INDORAYA – Tindakan cuci darah pada anak-anak menjadi perhatian fenomena kesehatan yang marak terjadi, tidak terkecuali di Jawa Tengah (Jateng). Bahkan Dinas Kesehatan (Dinkes) Jateng mengungkapkan ada puluhan anak-anak melakukan cuci darah gegara mengalami masalah kesehatan pada ginjal.
Kepala Bidang Pelayanan Kesehatan Dinkes Jateng, Elhamangto Zuhdan mengatakan, fenomena cuci darah di Jateng sama seperti yang terjadi di RS Cipto Mangunkusumo (RSCM) Jakarta.
Dia bilang, dari laporan empat rumah sakit Tipe A di Jateng, ada puluhan anak yang melakukan cuci darah. Meski tidak ada kenaikan kasus curi darah, tapi pelayanan meningkat karena adanya rujukan pasien dari laur daerah.
“Sebetulnya bukan marak, tapi ada peningkatan pelayanan karena sarananya terbatas di RS yang dilengkapi dengan bagian (penangan) ginjal, maka beberapa daerah memang belum ada layanan cuci darah anak sehingga tidak bisa akses ke sana, maka dirujuk (ke Jateng). Jadi tidak ada peningkatan ya, hanya peningkatan kunjungan pelayanan,” katanya saat dikonfirmasi wartawan, Rabu (31/7/2024).
Saat disinggung soal angka riil anak yang melakukan cuci darah di RS Jateng, dia menyebut fluktuatif atau naik turun dalam satu bulannya. Namun, per rumah sakit setidaknya bisa 10 sampai 14 anak melakukan cuci darah di RS Tipe A.

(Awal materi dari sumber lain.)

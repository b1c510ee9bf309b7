//! Backend provider trait for the upload and query contracts

use async_trait::async_trait;

use crate::error::Result;
use crate::types::{IndexSummary, QueryRequest, QueryResponse, UploadResponse, UploadTask};

/// Trait for the retrieval backend
///
/// Implementations:
/// - `HttpBackend`: the HTTP/JSON API
/// - in-memory fakes in tests
#[async_trait]
pub trait RagBackend: Send + Sync {
    /// Upload one document or text; the response carries the indexing stats
    async fn upload(&self, task: &UploadTask) -> Result<UploadResponse>;

    /// Ask a question against a namespace
    async fn query(&self, request: &QueryRequest) -> Result<QueryResponse>;

    /// Check if the backend is reachable and healthy
    async fn health_check(&self) -> Result<bool>;

    /// Describe the vectors and namespaces in the index
    async fn list_documents(&self) -> Result<IndexSummary>;

    /// Get provider name for logging
    fn name(&self) -> &str;
}
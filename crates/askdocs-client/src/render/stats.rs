//! Display formatting for timing and cost telemetry
//!
//! Pure derivation only. Nothing is validated: `total_ms` is shown as the
//! backend reported it even when it differs from the sum of the stages.

use crate::types::{CostEstimate, QueryResult, TimingBreakdown};

/// Named pipeline stage
#[derive(Debug, Clone, Copy, PartialEq, Eq)]
pub enum Stage {
    Total,
    Embedding,
    Retrieval,
    Reranking,
    Generation,
}

impl Stage {
    /// Badge order
    pub const ALL: [Stage; 5] = [
        Stage::Total,
        Stage::Embedding,
        Stage::Retrieval,
        Stage::Reranking,
        Stage::Generation,
    ];

    pub fn label(&self) -> &'static str {
        match self {
            Stage::Total => "Total",
            Stage::Embedding => "Embed",
            Stage::Retrieval => "Retrieve",
            Stage::Reranking => "Rerank",
            Stage::Generation => "Generate",
        }
    }
}

/// Milliseconds for one stage, `None` when not reported
pub fn stage_ms(timing: &TimingBreakdown, stage: Stage) -> Option<u64> {
    match stage {
        Stage::Total => timing.total_ms,
        Stage::Embedding => timing.embedding_ms,
        Stage::Retrieval => timing.retrieval_ms,
        Stage::Reranking => timing.reranking_ms,
        Stage::Generation => timing.generation_ms,
    }
}

/// Cost with exactly six decimals, e.g. `0.000123`
pub fn format_cost_usd(cost: f64) -> String {
    format!("{:.6}", cost)
}

/// Input plus output tokens, a missing side counting as zero
///
/// `None` only when neither side was reported.
pub fn total_tokens(cost: &CostEstimate) -> Option<u64> {
    match (cost.input_tokens, cost.output_tokens) {
        (None, None) => None,
        (input, output) => Some(input.unwrap_or(0) + output.unwrap_or(0)),
    }
}

/// Badge strings for everything the backend reported
#[derive(Debug, Clone, Default, PartialEq, Eq)]
pub struct StatsView {
    /// `("Total", "1150ms")`-style pairs in badge order
    pub stages: Vec<(&'static str, String)>,
    /// `~1000 tokens`
    pub tokens: Option<String>,
    /// `$0.000143`
    pub cost: Option<String>,
}

impl StatsView {
    /// Derive badges from a query result
    ///
    /// The nested cost estimate wins for tokens; the flat `token_estimate`
    /// of older responses is used only when it is absent.
    pub fn from_result(result: &QueryResult) -> Self {
        let stages = result
            .timing
            .as_ref()
            .map(|timing| {
                Stage::ALL
                    .iter()
                    .filter_map(|stage| {
                        stage_ms(timing, *stage).map(|ms| (stage.label(), format!("{}ms", ms)))
                    })
                    .collect()
            })
            .unwrap_or_default();

        let tokens = result
            .cost_estimate
            .as_ref()
            .and_then(total_tokens)
            .or(result.token_estimate)
            .map(|n| format!("~{} tokens", n));

        let cost = result
            .cost_estimate
            .as_ref()
            .and_then(|c| c.estimated_cost_usd)
            .map(|usd| format!("${}", format_cost_usd(usd)));

        Self {
            stages,
            tokens,
            cost,
        }
    }

    pub fn is_empty(&self) -> bool {
        self.stages.is_empty() && self.tokens.is_none() && self.cost.is_none()
    }

    /// All badges as display strings
    pub fn badges(&self) -> Vec<String> {
        self.stages
            .iter()
            .map(|(label, value)| format!("{}: {}", label, value))
            .chain(self.tokens.iter().cloned())
            .chain(self.cost.iter().cloned())
            .collect()
    }
}
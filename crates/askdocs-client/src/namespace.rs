//! Session namespace handling
//!
//! The backend groups every chunk of related uploads under one namespace.
//! The client only ever learns it from a response and carries it forward.

use parking_lot::RwLock;
use serde::{Deserialize, Serialize};
use std::fmt;
use std::sync::Arc;

/// Backend-assigned index identifier
#[derive(Debug, Clone, PartialEq, Eq, Hash, Serialize, Deserialize)]
#[serde(transparent)]
pub struct Namespace(String);

impl Namespace {
    /// Wrap a backend value; blank strings are not a namespace
    pub fn new(value: impl Into<String>) -> Option<Self> {
        let value = value.into();
        if value.trim().is_empty() {
            None
        } else {
            Some(Self(value))
        }
    }

    pub fn as_str(&self) -> &str {
        &self.0
    }
}

impl fmt::Display for Namespace {
    fn fmt(&self, f: &mut fmt::Formatter<'_>) -> fmt::Result {
        f.write_str(&self.0)
    }
}

/// Holds the namespace of one session
///
/// Clones share the same slot, so the upload orchestrator and the query
/// dispatcher of one session see the same value while separate sessions
/// stay isolated.
#[derive(Debug, Clone, Default)]
pub struct NamespaceManager {
    current: Arc<RwLock<Option<Namespace>>>,
}

impl NamespaceManager {
    /// Create an empty manager
    pub fn new() -> Self {
        Self::default()
    }

    /// Create a manager seeded with a known namespace
    pub fn with_namespace(namespace: Namespace) -> Self {
        Self {
            current: Arc::new(RwLock::new(Some(namespace))),
        }
    }

    /// Current namespace, if one was established
    pub fn get(&self) -> Option<Namespace> {
        self.current.read().clone()
    }

    /// Replace the namespace; last call wins
    pub fn set(&self, namespace: Namespace) {
        let mut current = self.current.write();
        if current.as_ref() != Some(&namespace) {
            tracing::info!("Session namespace set to {}", namespace);
        }
        *current = Some(namespace);
    }
}
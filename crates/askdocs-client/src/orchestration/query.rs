//! Single-question dispatch against the session namespace

use std::sync::atomic::{AtomicBool, Ordering};
use std::sync::Arc;
use std::time::Instant;

use crate::error::{Error, Result};
use crate::namespace::{Namespace, NamespaceManager};
use crate::providers::RagBackend;
use crate::types::{QueryRequest, QueryResult};

/// Questions offered before the first query
pub const SUGGESTED_QUERIES: [&str; 3] = [
    "What is the main topic?",
    "Summarize the key points",
    "List the main concepts",
];

/// Issues queries, at most one at a time
///
/// A call made while another is pending is refused with
/// [`Error::QueryInFlight`], not queued.
#[derive(Clone)]
pub struct QueryDispatcher {
    backend: Arc<dyn RagBackend>,
    namespaces: NamespaceManager,
    in_flight: Arc<AtomicBool>,
}

/// Clears the in-flight flag however the query ends
struct InFlightGuard(Arc<AtomicBool>);

impl Drop for InFlightGuard {
    fn drop(&mut self) {
        self.0.store(false, Ordering::SeqCst);
    }
}

impl QueryDispatcher {
    pub fn new(backend: Arc<dyn RagBackend>, namespaces: NamespaceManager) -> Self {
        Self {
            backend,
            namespaces,
            in_flight: Arc::new(AtomicBool::new(false)),
        }
    }

    /// Whether a query is pending; callers use this to disable input
    pub fn is_busy(&self) -> bool {
        self.in_flight.load(Ordering::SeqCst)
    }

    /// Ask against the session's current namespace
    pub async fn ask(&self, text: &str) -> Result<QueryResult> {
        let namespace = self.namespaces.get();
        self.query(text, namespace).await
    }

    /// Ask against an explicit namespace (or none)
    pub async fn query(&self, text: &str, namespace: Option<Namespace>) -> Result<QueryResult> {
        if text.trim().is_empty() {
            return Err(Error::empty_input("a question"));
        }

        if self
            .in_flight
            .compare_exchange(false, true, Ordering::SeqCst, Ordering::SeqCst)
            .is_err()
        {
            tracing::debug!("Refusing query while another is pending");
            return Err(Error::QueryInFlight);
        }
        let _guard = InFlightGuard(Arc::clone(&self.in_flight));

        let request = QueryRequest {
            query: text.to_string(),
            namespace,
        };

        let start = Instant::now();
        let response = self.backend.query(&request).await.map_err(|e| {
            tracing::warn!("Query failed: {}", e);
            e
        })?;
        let result = QueryResult::from(response);

        tracing::info!(
            "Answered in {}ms with {} citation(s)",
            start.elapsed().as_millis(),
            result.citations.len()
        );

        Ok(result)
    }
}
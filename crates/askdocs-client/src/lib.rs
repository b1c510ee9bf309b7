//! askdocs-client: client-side orchestration for a retrieval-augmented Q&A backend
//!
//! Documents are uploaded one at a time into a backend-managed namespace, and
//! questions against that namespace come back as answers with `[n]` citation
//! markers plus timing and cost telemetry. Parsing, embedding, retrieval and
//! generation all happen on the backend; this crate sequences the calls,
//! keeps the session namespace and renders the results.

pub mod config;
pub mod error;
pub mod namespace;
pub mod orchestration;
pub mod providers;
pub mod render;
pub mod session;
pub mod types;

pub use config::ClientConfig;
pub use error::{Error, Operation, Result};
pub use namespace::{Namespace, NamespaceManager};
pub use orchestration::{BatchReport, QueryDispatcher, UploadOrchestrator};
pub use providers::{HttpBackend, RagBackend};
pub use session::{Session, SessionEvent, SessionState};
pub use types::{
    query::{Citation, QueryResult},
    upload::{UploadResult, UploadTask},
};
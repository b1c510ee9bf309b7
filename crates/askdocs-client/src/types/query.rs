//! Query request and response types
//!
//! The query endpoint has two response shapes in the wild: the nested
//! `timing` / `cost_estimate` objects and an older flat form with
//! `timing_ms` / `token_estimate`. Both deserialize into [`QueryResponse`];
//! [`QueryResult`] is what the rest of the client works with.

use serde::{Deserialize, Deserializer, Serialize};

use crate::namespace::Namespace;

/// Request body for `POST /api/query`
#[derive(Debug, Clone, PartialEq, Serialize, Deserialize)]
pub struct QueryRequest {
    /// The question
    pub query: String,
    /// Namespace to search; `null` searches the backend default
    pub namespace: Option<Namespace>,
}

/// Source passage referenced by an answer
#[derive(Debug, Clone, PartialEq, Serialize, Deserialize)]
pub struct Citation {
    /// Marker number used as `[n]` in the answer text
    pub number: u32,
    /// Excerpt of the source passage
    #[serde(default)]
    pub text: String,
    /// Source identifier (usually the filename)
    #[serde(default)]
    pub source: String,
    /// Document title
    #[serde(default)]
    pub title: String,
    /// Relevance score (0.0-1.0)
    #[serde(default)]
    pub score: f64,
}

impl Citation {
    /// Relevance as a percentage with one decimal, e.g. `87.5%`
    pub fn score_percent(&self) -> String {
        format!("{:.1}%", self.score * 100.0)
    }
}

/// Per-stage latency, all in milliseconds
///
/// Every field is optional: a missing stage is unavailable, never zero.
#[derive(Debug, Clone, Default, PartialEq, Serialize, Deserialize)]
pub struct TimingBreakdown {
    #[serde(default)]
    pub embedding_ms: Option<u64>,
    #[serde(default)]
    pub retrieval_ms: Option<u64>,
    #[serde(default)]
    pub reranking_ms: Option<u64>,
    #[serde(default)]
    pub generation_ms: Option<u64>,
    #[serde(default)]
    pub total_ms: Option<u64>,
}

/// Token usage and projected cost
#[derive(Debug, Clone, Default, PartialEq, Serialize, Deserialize)]
pub struct CostEstimate {
    #[serde(default)]
    pub input_tokens: Option<u64>,
    #[serde(default)]
    pub output_tokens: Option<u64>,
    #[serde(default)]
    pub estimated_cost_usd: Option<f64>,
}

/// Success body of the query endpoint, either shape
#[derive(Debug, Clone, PartialEq, Serialize, Deserialize)]
pub struct QueryResponse {
    pub answer: String,
    #[serde(default, deserialize_with = "null_as_empty")]
    pub citations: Vec<Citation>,
    #[serde(default)]
    pub timing: Option<TimingBreakdown>,
    #[serde(default)]
    pub cost_estimate: Option<CostEstimate>,
    /// Flat total latency (older shape)
    #[serde(default)]
    pub timing_ms: Option<u64>,
    /// Flat total token count (older shape)
    #[serde(default)]
    pub token_estimate: Option<u64>,
}

fn null_as_empty<'de, D>(deserializer: D) -> Result<Vec<Citation>, D::Error>
where
    D: Deserializer<'de>,
{
    Ok(Option::<Vec<Citation>>::deserialize(deserializer)?.unwrap_or_default())
}

/// Answer with citations and telemetry
#[derive(Debug, Clone, PartialEq)]
pub struct QueryResult {
    /// Answer text, possibly with `[n]` markers
    pub answer: String,
    /// Citations in backend order
    pub citations: Vec<Citation>,
    /// Stage timings, if the backend reported any
    pub timing: Option<TimingBreakdown>,
    /// Cost estimate, if the backend reported one
    pub cost_estimate: Option<CostEstimate>,
    /// Flat token count from the older response shape
    pub token_estimate: Option<u64>,
}

impl From<QueryResponse> for QueryResult {
    fn from(response: QueryResponse) -> Self {
        let timing = match (response.timing, response.timing_ms) {
            (Some(mut timing), flat) => {
                if timing.total_ms.is_none() {
                    timing.total_ms = flat;
                }
                Some(timing)
            }
            (None, Some(total_ms)) => Some(TimingBreakdown {
                total_ms: Some(total_ms),
                ..TimingBreakdown::default()
            }),
            (None, None) => None,
        };

        Self {
            answer: response.answer,
            citations: response.citations,
            timing,
            cost_estimate: response.cost_estimate,
            token_estimate: response.token_estimate,
        }
    }
}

“Angka kumulatifnya terus terang belum dapat ya, tapi sekitar 11-14 anak cuci darah. Dan hanya terjadi di RS-RS besar atau kelas Tipe A, kemudian itu indikasi medis ya, bukan kenaikan kasus,” ungkap Elhamangto.
Lebih jelas, dia menyebut ada empat RS di Jateng yang memiliki Tipe A. Yakni RSUD Margono di Banyumas Purwokerto, RSUP Dr Kariadi Semarang, RSUD Moewardi Surakarta, dan RSUP Soeradji Tirtonegoro Klaten.
Bila diambil angka paling rendah, yakni 10 anak di tiap RS, setidaknya ada sekitar 40 anak yang melakukan cuci darah di Jateng.
Elhamangto menjelaskan, perlu kajian lebih mendalam untuk mengetahui penyebab puluhan anak itu melakukan cuci darah. Pasalnya anak-anak yang cuci darah itu mayoritas merupakan pasien rujukan.
“Penyebabnya bisa beragam, ada karena kelaianan bawaan, ada penyakit akibat pengobatan yang membuat penurunan fungsi ginjal, ada yang karena minuman manis, tapi minuman manis ini perlu waktu cukup lama untuk bisa sampai komplikasi gagal ginjal, makanya tetap perlu dikaji ulang,” ucapnya.
Meski begitu, dia tetap meminta para orang tua untuk bisa menjaga pola hidup sehat anak-anaknya. Di antaranya dengan memperbanyak minum air putih dan mengurangi minum-minuman manis.
“Gaya hidup minuman kemasan manis, konsumsi makanan tingi garam memang bisa picu fungsi ginjal, tapi perlu waktu lama, tetapi tetap saja menjaga pola hidup sehat itu perlu,” pungkas Elhamangto.